At stake is whether or not Ukraine succeeds at realizing the vision of itself as a modern, tolerant nation. The examples of other countries show that to be effective, tolerance needs to become a deeply felt value and a deeply held belief that expresses itself in action. Tolerance needs to be continually nurtured and reinforced. Fifty years after Martin Luther King, racism remains part of the fabric of American society. In Poland, after the publication of Jan Gross’s book Neighbors: The Destruction of the Jewish Community in Jedwabne, Poland, which led to a national conversation about the Poles’ role in the Holocaust, the tides have once again started turning. In Europe, xenophobic violence, including anti-Semitism, is on the rise.

Eradicating ghosts of the past takes more than declarations. It takes, first of all, encountering the other face to face, through dialogues about history and today’s problems, through programs that enhance the understanding of one another.

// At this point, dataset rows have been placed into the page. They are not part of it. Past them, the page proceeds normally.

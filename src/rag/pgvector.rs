//! Postgres + pgvector nearest-neighbor lookup.
//!
//! Expects a table shaped like:
//!
//! ```sql
//! CREATE TABLE embeddings (
//!     id TEXT PRIMARY KEY,
//!     text TEXT NOT NULL,
//!     embedding vector(768)
//! );
//! ```
//!
//! The table is owned and filled elsewhere; this module only reads it.

use async_trait::async_trait;
use sqlx::postgres::{PgPool, PgPoolOptions};

use super::vector::{vector_literal, NeighborIndex};
use crate::core::config::VectorStoreConfig;
use crate::core::errors::{ConfigError, ServiceError};

pub struct PgNeighborIndex {
    pool: PgPool,
    query: String,
}

impl PgNeighborIndex {
    /// Builds a lazily connecting pool; the database is first contacted on
    /// the first lookup.
    pub fn connect_lazy(config: &VectorStoreConfig) -> Result<Self, ConfigError> {
        let url = config
            .database_url
            .as_deref()
            .ok_or(ConfigError::Missing("vector_store.database_url"))?;

        let pool = PgPoolOptions::new()
            .max_connections(config.max_connections)
            .connect_lazy(url)
            .map_err(|e| ConfigError::Invalid {
                field: "vector_store.database_url",
                reason: e.to_string(),
            })?;

        Ok(Self::with_pool(pool, config))
    }

    pub fn with_pool(pool: PgPool, config: &VectorStoreConfig) -> Self {
        Self {
            pool,
            query: nearest_neighbor_sql(config),
        }
    }
}

/// `table` is validated as a plain identifier at config load.
pub fn nearest_neighbor_sql(config: &VectorStoreConfig) -> String {
    format!(
        "SELECT text FROM {} ORDER BY embedding {} CAST($1 AS vector) LIMIT $2",
        config.table,
        config.distance.operator()
    )
}

#[async_trait]
impl NeighborIndex for PgNeighborIndex {
    async fn nearest(&self, embedding: &[f32], limit: usize) -> Result<Vec<String>, ServiceError> {
        let literal = vector_literal(embedding);
        tracing::debug!("Nearest-neighbor query vector: {}", literal);

        let texts: Vec<String> = sqlx::query_scalar::<_, String>(&self.query)
            .bind(literal)
            .bind(limit as i64)
            .fetch_all(&self.pool)
            .await?;

        Ok(texts)
    }
}
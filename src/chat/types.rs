use serde::{Deserialize, Serialize};

/// One question/answer pair. Lives for a single request and is never stored.
#[derive(Debug, Clone, PartialEq, Eq, Serialize, Deserialize)]
pub struct ChatExchange {
    pub prompt: String,
    /// Set once by the pipeline. Any value sent by the caller is overwritten.
    #[serde(default)]
    pub response: Option<String>,
}

impl ChatExchange {
    pub fn new(prompt: impl Into<String>) -> Self {
        Self {
            prompt: prompt.into(),
            response: None,
        }
    }
}
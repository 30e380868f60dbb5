//! Grounding from a relational store of pre-embedded manual chunks:
//! embed the query, then take its nearest stored neighbors.

use std::sync::Arc;

use async_trait::async_trait;

use super::store::{ContextJoin, GroundingSource, RetrievedSnippet};
use crate::core::errors::ServiceError;
use crate::llm::EmbeddingBackend;

/// Rows requested per lookup, whatever the query vector looks like.
pub const NEAREST_NEIGHBOR_LIMIT: usize = 3;

/// Read-only nearest-neighbor lookup over stored chunk embeddings.
#[async_trait]
pub trait NeighborIndex: Send + Sync {
    /// Stored texts ordered by ascending distance to `embedding`.
    async fn nearest(&self, embedding: &[f32], limit: usize) -> Result<Vec<String>, ServiceError>;
}

pub struct VectorStoreSource {
    embedder: Arc<dyn EmbeddingBackend>,
    index: Arc<dyn NeighborIndex>,
}

impl VectorStoreSource {
    pub fn new(embedder: Arc<dyn EmbeddingBackend>, index: Arc<dyn NeighborIndex>) -> Self {
        Self { embedder, index }
    }

    /// Embedding failures degrade to a zero-length vector; the lookup still runs.
    async fn embed_query(&self, query: &str) -> Vec<f32> {
        match self.embedder.embed(query).await {
            Ok(embedding) => {
                tracing::info!("Generated prompt embedding of length {}", embedding.len());
                embedding
            }
            Err(err) => {
                tracing::error!("Embedding request failed, querying with an empty vector: {}", err);
                Vec::new()
            }
        }
    }
}

#[async_trait]
impl GroundingSource for VectorStoreSource {
    fn name(&self) -> &str {
        "vector_store"
    }

    fn context_join(&self) -> ContextJoin {
        ContextJoin::LineTerminated
    }

    async fn retrieve(&self, query: &str) -> Result<Vec<RetrievedSnippet>, ServiceError> {
        let embedding = self.embed_query(query).await;
        let texts = self.index.nearest(&embedding, NEAREST_NEIGHBOR_LIMIT).await?;

        tracing::info!("Found {} nearest neighbors", texts.len());
        for text in &texts {
            tracing::debug!("Neighbor: {}", text);
        }

        Ok(texts.into_iter().map(RetrievedSnippet::new).collect())
    }
}

/// pgvector text form of a vector: `[0.1,0.2,0.3]`.
pub fn vector_literal(embedding: &[f32]) -> String {
    let values: Vec<String> = embedding.iter().map(|v| v.to_string()).collect();
    format!("[{}]", values.join(","))
}
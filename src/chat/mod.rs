//! The chat exchange and the retrieval-augmented pipeline that answers it.

mod pipeline;
mod prompt;
mod types;

pub use pipeline::ChatPipeline;
pub use prompt::build_augmented_prompt;
pub use types::ChatExchange;
use axum::http::{header, HeaderValue, Method};
use axum::routing::{get, post};
use axum::Router;
use std::sync::Arc;
use tower_http::cors::{AllowOrigin, Any, CorsLayer};
use tower_http::trace::TraceLayer;

use crate::server::handlers::{chat, health};
use crate::state::AppState;

/// Creates the application router.
///
/// Routes:
/// - `GET /` welcome text
/// - `GET /health` liveness probe
/// - `GET /api/status` active backends
/// - `POST /chat` the retrieval-augmented chat exchange
pub fn router(state: Arc<AppState>) -> Router {
    let cors_layer = build_cors_layer(&state.config.server.cors_allowed_origins);
    Router::new()
        .route("/", get(health::index))
        .route("/health", get(health::health))
        .route("/api/status", get(health::get_status))
        .route("/chat", post(chat::chat))
        .with_state(state)
        .layer(cors_layer)
        .layer(TraceLayer::new_for_http())
}

fn build_cors_layer(origins: &[String]) -> CorsLayer {
    let allowed_origins = origins
        .iter()
        .map(|origin| origin.trim())
        .filter(|origin| !origin.is_empty())
        .filter_map(|origin| match HeaderValue::from_str(origin) {
            Ok(value) => Some(value),
            Err(_) => {
                tracing::warn!("Ignoring invalid CORS origin {:?}", origin);
                None
            }
        })
        .collect::<Vec<_>>();

    let layer = CorsLayer::new()
        .allow_methods([Method::GET, Method::POST, Method::OPTIONS])
        .allow_headers([header::ACCEPT, header::CONTENT_TYPE]);

    if allowed_origins.is_empty() {
        layer.allow_origin(Any)
    } else {
        layer.allow_origin(AllowOrigin::list(allowed_origins))
    }
}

In a recent conversation, Vadim Altskan, a historian and senior project director at the International Archival Programs of the Mandel Center at the United States Holocaust Memorial Museum, observed that the new generation of Ukrainians, even those living in cities that used to be 70 to 80 percent Jewish, know nothing about that history. “An entire civilization vanished. Yet if these young people come across Jewish graves at an overgrown cemetery or ruins of synagogues, they have no idea what this is. It’s six or seven centuries of history! You can’t get rid of it. It exists. And without discussing these difficult questions, nobody will move forward.”

For Altskan, what’s at stake is the very heart and soul of the Ukrainian nation. “People need to know what happened on their earth: who lived on it, how this civilization disappeared,” he told me. “It’s like a lagoon, an empty space. And sooner or later it will need to be filled with something. If not this generation then the next one, as in Germany, will be asking itself: how could it happen, what happened?”

Reinserting the Lost Pages

Some of the events taking place in Kyiv this week take aim precisely at that. UJE’s symposium includes special programming for youth, presentations by well-known historians such as Timothy Snyder, film showings, and theatrical productions, many of them geared toward addressing some of the most painful subjects, including local collaboration with the Nazi regime. Some 190 young people have been selected to participate in the programming. Of special note is the work being done by Tkuma, the Dnipro-based Ukrainian Institute for Holocaust Studies, headed by Dr. Ihor Shchupak, which has published a number of books and teachers’ manuals to teach tolerance through Holocaust studies.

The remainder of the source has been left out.